PROBLEM DETAILS:
Lines holding the word "Nature" must be located in the listing below and copied.
DATA SUPPLIED START
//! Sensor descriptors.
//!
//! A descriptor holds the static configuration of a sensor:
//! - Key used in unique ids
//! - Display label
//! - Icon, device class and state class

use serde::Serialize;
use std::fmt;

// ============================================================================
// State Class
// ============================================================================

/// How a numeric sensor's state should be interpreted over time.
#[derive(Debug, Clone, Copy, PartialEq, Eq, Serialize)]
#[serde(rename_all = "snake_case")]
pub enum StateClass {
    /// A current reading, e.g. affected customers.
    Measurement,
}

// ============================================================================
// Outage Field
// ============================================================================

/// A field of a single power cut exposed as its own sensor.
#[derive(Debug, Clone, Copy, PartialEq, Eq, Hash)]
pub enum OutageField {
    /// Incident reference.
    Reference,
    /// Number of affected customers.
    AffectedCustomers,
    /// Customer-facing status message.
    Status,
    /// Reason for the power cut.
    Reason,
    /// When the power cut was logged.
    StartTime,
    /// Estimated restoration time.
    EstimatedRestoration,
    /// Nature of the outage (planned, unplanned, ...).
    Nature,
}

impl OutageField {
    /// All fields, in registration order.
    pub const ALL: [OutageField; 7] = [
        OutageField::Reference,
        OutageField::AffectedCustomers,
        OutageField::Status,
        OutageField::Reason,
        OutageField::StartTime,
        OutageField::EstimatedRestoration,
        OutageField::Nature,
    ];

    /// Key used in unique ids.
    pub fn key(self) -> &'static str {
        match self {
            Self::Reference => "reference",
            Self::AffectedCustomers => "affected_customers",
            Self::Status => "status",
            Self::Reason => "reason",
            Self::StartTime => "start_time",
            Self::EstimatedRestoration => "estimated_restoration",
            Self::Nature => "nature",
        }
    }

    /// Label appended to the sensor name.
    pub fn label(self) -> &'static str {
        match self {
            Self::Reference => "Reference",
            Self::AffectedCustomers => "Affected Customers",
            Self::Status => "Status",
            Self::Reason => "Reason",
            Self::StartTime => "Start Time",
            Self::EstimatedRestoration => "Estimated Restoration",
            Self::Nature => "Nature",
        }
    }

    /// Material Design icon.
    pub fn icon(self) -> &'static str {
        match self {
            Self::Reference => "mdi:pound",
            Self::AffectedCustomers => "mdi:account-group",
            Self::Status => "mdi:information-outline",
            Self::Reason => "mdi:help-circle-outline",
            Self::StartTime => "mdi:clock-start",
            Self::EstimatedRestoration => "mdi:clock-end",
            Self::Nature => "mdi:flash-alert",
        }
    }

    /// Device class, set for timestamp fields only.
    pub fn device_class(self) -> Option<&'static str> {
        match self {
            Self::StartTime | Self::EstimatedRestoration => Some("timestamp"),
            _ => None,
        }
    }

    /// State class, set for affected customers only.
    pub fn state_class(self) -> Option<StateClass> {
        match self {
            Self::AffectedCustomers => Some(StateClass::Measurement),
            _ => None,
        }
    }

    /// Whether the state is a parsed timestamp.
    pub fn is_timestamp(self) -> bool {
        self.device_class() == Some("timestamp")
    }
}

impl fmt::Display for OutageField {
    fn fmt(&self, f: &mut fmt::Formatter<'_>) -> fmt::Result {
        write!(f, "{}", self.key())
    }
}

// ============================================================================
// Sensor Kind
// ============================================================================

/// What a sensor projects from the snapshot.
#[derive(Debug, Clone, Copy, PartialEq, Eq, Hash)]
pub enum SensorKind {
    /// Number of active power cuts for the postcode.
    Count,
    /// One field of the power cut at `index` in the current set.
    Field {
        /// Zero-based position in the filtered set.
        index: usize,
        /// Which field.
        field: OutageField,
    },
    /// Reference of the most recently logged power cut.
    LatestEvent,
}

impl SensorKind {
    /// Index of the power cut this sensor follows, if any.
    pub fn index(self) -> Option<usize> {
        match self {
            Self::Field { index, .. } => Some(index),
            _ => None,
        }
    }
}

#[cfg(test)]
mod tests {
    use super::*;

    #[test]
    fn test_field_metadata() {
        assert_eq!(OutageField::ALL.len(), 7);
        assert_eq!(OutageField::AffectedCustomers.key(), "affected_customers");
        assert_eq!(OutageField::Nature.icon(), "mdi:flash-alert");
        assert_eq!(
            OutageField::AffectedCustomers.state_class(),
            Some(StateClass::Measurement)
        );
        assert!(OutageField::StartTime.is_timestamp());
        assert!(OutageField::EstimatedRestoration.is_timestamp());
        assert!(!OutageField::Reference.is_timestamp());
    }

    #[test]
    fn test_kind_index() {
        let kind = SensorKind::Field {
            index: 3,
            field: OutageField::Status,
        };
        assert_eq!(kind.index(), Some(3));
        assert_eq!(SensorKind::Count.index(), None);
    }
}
DATA SUPPLIED END
TASK RESPONSE:
    /// Nature of the outage (planned, unplanned, ...).
    Nature,
        OutageField::Nature,
            Self::Nature => "nature",
            Self::Nature => "Nature",
            Self::Nature => "mdi:flash-alert",
        assert_eq!(OutageField::Nature.icon(), "mdi:flash-alert");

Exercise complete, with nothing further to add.